Desapegue de suas roupas sem uso, desapegue dos sentimentos frustrantes, desapegue de pessoas pessimistas ou fofoqueiras e até o extravagante e abusado desapegue dos livros que já leu, que ainda não leu, que jamais lerá.

É um tal de distribuir, dividir, compartilhar, livrar-se do que foi atado e que compõe a base sólida e segura de sua vida, para lançar-se a novas bases a serem, por sua vez e futuramente, desapegadas.

Para algumas pessoas desapegar-se é apenas trocar os móveis e tapetes, livrar-se dos eletrodomésticos antiquados (sem timer nem lâmpadas led), colocar em outras mãos tudo aquilo que um dia foi uma sinalização, uma identificação e a memória pessoal.

Desapegar é um ato heroico e um grito de liberdade. Em termos. Cortar laços, representados por objetos e pessoas, não é (ou não deveria ser) uma atitude inócua, irresponsável, desestruturante. Um lançar o passado na bacia das almas, apagar as provas do vivido, esquecer os exemplos de um tempo, talvez mais feliz.

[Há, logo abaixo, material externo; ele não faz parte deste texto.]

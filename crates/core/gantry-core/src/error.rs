//! Error taxonomy shared by every backend adapter
//!
//! Adapters translate raw backend failures into exactly one of these
//! classes. The orchestrator keys ALL of its retry and cleanup policy
//! off the class, never the message text.

use std::time::Duration;
use thiserror::Error;

/// Result type for adapter operations
pub type Result<T> = std::result::Result<T, AdapterError>;

/// Classified failure of a backend operation
#[derive(Error, Debug)]
pub enum AdapterError {
    /// Missing or invalid startup configuration. Fatal, raised before
    /// any backend call is attempted.
    #[error("Configuration error: {0}")]
    Config(String),

    /// Manifest failed validation and was rejected at intake.
    #[error("Manifest rejected: {0}")]
    Manifest(String),

    /// Transient backend failure (network drop, backend busy). Safe to
    /// retry with backoff.
    #[error("Transient backend error: {0}")]
    Transient(String),

    /// Quota or capacity exhausted on the backend. Retrying against the
    /// same backend cannot succeed.
    #[error("Quota exceeded: {0}")]
    QuotaExceeded(String),

    /// The referenced resource does not exist on the backend.
    #[error("Resource not found: {0}")]
    NotFound(String),

    /// The backend rejected the credentials or denied the operation.
    #[error("Authorization denied: {0}")]
    AuthDenied(String),

    /// The backend cannot perform this operation for this resource.
    #[error("Unsupported operation: {0}")]
    Unsupported(String),

    /// The backend reported a definitive failure for the operation.
    #[error("Backend error: {0}")]
    Backend(String),

    /// A mutating call returned without a definitive outcome. The
    /// resource must be reconciled before it is trusted again.
    #[error("Indeterminate outcome: {0}")]
    Indeterminate(String),

    /// The operation was still in flight when the deadline expired.
    /// The backend may yet finish it; this is not a definitive failure.
    #[error("Operation still pending after {0:?}")]
    StillPending(Duration),

    /// The surrounding operation was cancelled before completion.
    #[error("Operation cancelled")]
    Cancelled,
}

impl AdapterError {
    /// Create a configuration error
    pub fn config(msg: impl Into<String>) -> Self {
        Self::Config(msg.into())
    }

    /// Create a manifest rejection
    pub fn manifest(msg: impl Into<String>) -> Self {
        Self::Manifest(msg.into())
    }

    /// Create a transient error
    pub fn transient(msg: impl Into<String>) -> Self {
        Self::Transient(msg.into())
    }

    /// Create a quota error
    pub fn quota(msg: impl Into<String>) -> Self {
        Self::QuotaExceeded(msg.into())
    }

    /// Create a not-found error
    pub fn not_found(msg: impl Into<String>) -> Self {
        Self::NotFound(msg.into())
    }

    /// Create an authorization error
    pub fn auth(msg: impl Into<String>) -> Self {
        Self::AuthDenied(msg.into())
    }

    /// Create an unsupported-operation error
    pub fn unsupported(msg: impl Into<String>) -> Self {
        Self::Unsupported(msg.into())
    }

    /// Create a definitive backend error
    pub fn backend(msg: impl Into<String>) -> Self {
        Self::Backend(msg.into())
    }

    /// Create an indeterminate-outcome error
    pub fn indeterminate(msg: impl Into<String>) -> Self {
        Self::Indeterminate(msg.into())
    }

    /// Whether a retry with backoff may succeed
    pub fn is_retryable(&self) -> bool {
        matches!(self, Self::Transient(_))
    }

    /// Whether retrying can never succeed
    pub fn is_permanent(&self) -> bool {
        matches!(
            self,
            Self::Config(_)
                | Self::Manifest(_)
                | Self::QuotaExceeded(_)
                | Self::NotFound(_)
                | Self::AuthDenied(_)
                | Self::Unsupported(_)
                | Self::Backend(_)
        )
    }

    /// Whether the resource needs reconciliation before further use
    pub fn needs_reconciliation(&self) -> bool {
        matches!(self, Self::Indeterminate(_))
    }
}

#[cfg(test)]
mod tests {
    use super::*;

    #[test]
    fn test_transient_is_retryable() {
        assert!(AdapterError::transient("connection reset").is_retryable());
        assert!(!AdapterError::transient("connection reset").is_permanent());
    }

    #[test]
    fn test_permanent_classes_are_not_retryable() {
        let errors = [
            AdapterError::quota("cores exhausted"),
            AdapterError::not_found("srv-1"),
            AdapterError::auth("token expired"),
            AdapterError::unsupported("pause"),
            AdapterError::config("missing endpoint"),
            AdapterError::backend("clone task failed"),
        ];
        for err in errors {
            assert!(!err.is_retryable(), "{err} must not be retryable");
            assert!(err.is_permanent(), "{err} must be permanent");
        }
    }

    #[test]
    fn test_indeterminate_needs_reconciliation() {
        let err = AdapterError::indeterminate("connection dropped mid-call");
        assert!(err.needs_reconciliation());
        assert!(!err.is_retryable());
        assert!(!err.is_permanent());
    }

    #[test]
    fn test_still_pending_is_not_permanent() {
        let err = AdapterError::StillPending(Duration::from_secs(300));
        assert!(!err.is_permanent());
        assert!(!err.is_retryable());
    }
}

Desapegue, dizem tantos: reconheça que eram coisas e pessoas efêmeras em sua vida, trocados que a atualidade da abastança despreza e destrói. Eram fúteis, vaidades tolas, pecados a serem escondidos. Desapegue rapidamente, antes que a hesitação habite seu desejo ou sua obediência. Lance longe, encaixote e envie sem remetente, cubra, embrulhe, despache. Sem remorsos, vire as costas ao que estava e não é mais, abra asas de liberdade e voe para o novo, o diferente, o que não era e passa a conviver com você.

Assim, tendo a alma leve e o passo rápido, entre em um novo mundo de consumo e povoe sua casa, sua vida e seus afetos como um renascer. Isso tudo não deixa de ser um apelo imantado, irrecusável, embriagador.

Algo como a água de uma fonte de juventude e um eldorado existencial.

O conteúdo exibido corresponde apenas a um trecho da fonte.